Below are the records. Gather each line that holds "transient".

Stored data
┌──
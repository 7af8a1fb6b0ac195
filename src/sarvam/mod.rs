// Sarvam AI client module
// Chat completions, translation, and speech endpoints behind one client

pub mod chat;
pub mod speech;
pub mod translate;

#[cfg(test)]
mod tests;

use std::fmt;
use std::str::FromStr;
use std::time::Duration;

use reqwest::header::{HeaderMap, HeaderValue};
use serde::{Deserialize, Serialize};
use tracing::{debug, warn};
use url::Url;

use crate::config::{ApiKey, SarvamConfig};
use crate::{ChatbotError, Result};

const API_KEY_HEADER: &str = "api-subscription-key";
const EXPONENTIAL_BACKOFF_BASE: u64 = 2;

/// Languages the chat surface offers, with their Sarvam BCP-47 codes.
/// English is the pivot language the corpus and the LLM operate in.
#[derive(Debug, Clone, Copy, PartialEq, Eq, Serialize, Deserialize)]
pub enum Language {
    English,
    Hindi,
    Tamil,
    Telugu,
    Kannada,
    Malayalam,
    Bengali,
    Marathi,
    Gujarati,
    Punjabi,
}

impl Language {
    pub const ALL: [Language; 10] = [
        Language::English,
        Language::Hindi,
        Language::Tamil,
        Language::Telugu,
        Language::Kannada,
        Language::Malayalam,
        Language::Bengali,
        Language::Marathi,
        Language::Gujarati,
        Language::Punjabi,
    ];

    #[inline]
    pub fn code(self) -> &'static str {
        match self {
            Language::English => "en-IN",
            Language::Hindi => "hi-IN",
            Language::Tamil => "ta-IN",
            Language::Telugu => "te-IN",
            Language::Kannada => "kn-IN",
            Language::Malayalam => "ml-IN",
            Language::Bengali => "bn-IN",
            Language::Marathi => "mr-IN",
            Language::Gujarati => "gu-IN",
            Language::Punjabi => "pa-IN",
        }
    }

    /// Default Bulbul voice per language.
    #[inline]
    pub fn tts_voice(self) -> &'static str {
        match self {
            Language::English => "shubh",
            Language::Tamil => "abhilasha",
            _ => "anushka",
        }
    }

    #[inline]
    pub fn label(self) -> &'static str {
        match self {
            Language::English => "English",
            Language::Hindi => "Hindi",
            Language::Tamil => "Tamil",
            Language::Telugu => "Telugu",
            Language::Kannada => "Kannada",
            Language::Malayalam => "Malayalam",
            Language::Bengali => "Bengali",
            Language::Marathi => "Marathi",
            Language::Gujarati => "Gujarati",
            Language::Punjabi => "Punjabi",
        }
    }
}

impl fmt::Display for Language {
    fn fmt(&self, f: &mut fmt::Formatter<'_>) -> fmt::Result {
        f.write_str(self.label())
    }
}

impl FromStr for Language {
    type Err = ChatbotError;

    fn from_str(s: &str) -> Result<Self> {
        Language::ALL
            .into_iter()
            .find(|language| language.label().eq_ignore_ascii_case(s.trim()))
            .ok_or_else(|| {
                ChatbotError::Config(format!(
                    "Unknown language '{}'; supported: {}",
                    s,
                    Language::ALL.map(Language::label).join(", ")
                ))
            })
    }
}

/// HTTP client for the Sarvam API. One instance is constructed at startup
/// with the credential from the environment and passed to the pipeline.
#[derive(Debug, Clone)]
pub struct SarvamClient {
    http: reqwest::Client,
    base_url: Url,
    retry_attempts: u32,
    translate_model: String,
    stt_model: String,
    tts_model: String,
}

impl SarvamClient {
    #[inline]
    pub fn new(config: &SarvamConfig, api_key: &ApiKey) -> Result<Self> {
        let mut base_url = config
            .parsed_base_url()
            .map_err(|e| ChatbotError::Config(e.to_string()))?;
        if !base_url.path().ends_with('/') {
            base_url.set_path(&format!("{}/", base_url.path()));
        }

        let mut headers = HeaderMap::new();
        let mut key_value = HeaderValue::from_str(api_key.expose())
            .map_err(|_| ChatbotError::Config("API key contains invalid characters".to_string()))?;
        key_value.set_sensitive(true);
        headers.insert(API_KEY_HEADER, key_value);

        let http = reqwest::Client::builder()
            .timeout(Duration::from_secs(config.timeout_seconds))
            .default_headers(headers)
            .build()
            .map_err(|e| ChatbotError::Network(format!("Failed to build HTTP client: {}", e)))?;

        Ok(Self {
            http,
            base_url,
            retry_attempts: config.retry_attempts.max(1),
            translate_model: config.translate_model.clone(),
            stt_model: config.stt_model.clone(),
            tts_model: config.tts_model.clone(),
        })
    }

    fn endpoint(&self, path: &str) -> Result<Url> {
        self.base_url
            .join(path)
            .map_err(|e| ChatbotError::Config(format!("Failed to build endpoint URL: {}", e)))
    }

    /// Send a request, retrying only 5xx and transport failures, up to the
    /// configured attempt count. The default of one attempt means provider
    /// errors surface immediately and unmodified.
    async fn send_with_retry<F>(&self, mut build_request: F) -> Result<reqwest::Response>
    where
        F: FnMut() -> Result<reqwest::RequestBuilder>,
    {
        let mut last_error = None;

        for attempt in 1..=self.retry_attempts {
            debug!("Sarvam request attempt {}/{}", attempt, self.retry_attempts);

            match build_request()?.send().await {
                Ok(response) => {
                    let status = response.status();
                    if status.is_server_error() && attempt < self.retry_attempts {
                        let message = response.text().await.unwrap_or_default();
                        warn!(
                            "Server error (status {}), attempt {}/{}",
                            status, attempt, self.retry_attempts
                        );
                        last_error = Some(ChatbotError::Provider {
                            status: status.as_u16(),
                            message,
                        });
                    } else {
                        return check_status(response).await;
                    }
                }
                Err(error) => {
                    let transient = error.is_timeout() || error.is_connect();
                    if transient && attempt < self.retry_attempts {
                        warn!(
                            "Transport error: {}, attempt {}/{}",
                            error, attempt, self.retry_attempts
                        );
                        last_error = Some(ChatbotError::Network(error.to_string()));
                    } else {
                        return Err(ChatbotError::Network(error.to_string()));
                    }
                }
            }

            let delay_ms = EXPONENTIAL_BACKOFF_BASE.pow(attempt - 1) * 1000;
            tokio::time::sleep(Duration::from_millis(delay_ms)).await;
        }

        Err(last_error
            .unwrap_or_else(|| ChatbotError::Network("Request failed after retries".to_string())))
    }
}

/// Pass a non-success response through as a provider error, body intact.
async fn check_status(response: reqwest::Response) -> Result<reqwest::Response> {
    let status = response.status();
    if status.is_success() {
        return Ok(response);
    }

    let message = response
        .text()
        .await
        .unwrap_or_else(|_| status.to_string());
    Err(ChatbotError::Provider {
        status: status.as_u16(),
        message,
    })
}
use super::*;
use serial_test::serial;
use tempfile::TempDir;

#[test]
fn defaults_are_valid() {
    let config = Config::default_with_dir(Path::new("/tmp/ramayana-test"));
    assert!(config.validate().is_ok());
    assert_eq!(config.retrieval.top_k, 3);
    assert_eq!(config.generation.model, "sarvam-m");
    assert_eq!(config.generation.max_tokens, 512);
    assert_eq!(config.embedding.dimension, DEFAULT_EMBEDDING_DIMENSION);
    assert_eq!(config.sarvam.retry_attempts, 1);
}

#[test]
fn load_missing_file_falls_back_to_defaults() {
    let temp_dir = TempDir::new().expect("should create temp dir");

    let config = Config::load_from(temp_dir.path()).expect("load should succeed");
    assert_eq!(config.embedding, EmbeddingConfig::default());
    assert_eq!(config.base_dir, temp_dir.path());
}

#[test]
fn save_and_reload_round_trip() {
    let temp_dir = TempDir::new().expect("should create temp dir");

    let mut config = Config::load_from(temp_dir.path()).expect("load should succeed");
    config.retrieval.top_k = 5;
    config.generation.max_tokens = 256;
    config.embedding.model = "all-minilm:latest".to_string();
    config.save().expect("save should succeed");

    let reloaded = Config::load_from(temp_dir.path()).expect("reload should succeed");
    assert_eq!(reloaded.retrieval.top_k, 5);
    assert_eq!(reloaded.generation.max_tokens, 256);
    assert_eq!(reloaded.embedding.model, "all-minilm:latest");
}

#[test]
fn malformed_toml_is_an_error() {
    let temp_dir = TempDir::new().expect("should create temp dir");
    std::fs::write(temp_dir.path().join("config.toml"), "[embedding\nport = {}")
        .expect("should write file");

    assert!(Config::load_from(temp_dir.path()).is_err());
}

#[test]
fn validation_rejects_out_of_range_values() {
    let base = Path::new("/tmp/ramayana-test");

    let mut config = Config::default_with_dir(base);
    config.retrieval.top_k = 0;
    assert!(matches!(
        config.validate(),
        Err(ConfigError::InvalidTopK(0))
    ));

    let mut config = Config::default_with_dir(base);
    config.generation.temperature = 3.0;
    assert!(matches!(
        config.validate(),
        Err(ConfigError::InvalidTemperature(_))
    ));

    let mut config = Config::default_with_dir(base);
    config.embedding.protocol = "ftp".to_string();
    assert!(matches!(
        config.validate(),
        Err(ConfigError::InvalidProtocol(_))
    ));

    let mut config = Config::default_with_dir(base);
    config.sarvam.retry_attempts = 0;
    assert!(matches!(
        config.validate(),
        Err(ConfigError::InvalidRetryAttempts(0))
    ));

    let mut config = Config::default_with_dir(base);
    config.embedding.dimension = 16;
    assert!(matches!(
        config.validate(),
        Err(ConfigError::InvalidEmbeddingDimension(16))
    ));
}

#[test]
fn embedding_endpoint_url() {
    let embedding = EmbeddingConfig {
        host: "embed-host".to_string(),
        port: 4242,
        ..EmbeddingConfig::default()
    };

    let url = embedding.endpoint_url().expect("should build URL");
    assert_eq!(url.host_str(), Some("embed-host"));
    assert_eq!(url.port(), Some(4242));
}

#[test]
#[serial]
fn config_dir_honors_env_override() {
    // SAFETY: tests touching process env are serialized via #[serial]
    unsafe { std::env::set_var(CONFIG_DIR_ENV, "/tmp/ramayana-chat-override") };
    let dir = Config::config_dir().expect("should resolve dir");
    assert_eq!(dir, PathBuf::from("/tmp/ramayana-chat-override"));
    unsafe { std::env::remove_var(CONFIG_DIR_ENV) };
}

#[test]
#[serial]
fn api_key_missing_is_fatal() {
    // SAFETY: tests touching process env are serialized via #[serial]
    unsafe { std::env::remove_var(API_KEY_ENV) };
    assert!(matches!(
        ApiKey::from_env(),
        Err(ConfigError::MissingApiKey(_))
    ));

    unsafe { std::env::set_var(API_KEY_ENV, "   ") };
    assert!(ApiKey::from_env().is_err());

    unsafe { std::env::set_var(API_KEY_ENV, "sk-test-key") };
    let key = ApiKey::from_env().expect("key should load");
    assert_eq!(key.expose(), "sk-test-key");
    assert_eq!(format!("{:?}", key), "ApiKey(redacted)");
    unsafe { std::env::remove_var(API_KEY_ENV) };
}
└──
## RESPONSE TO THIS TASK:
                    let transient = error.is_timeout() || error.is_connect();
                    if transient && attempt < self.retry_attempts {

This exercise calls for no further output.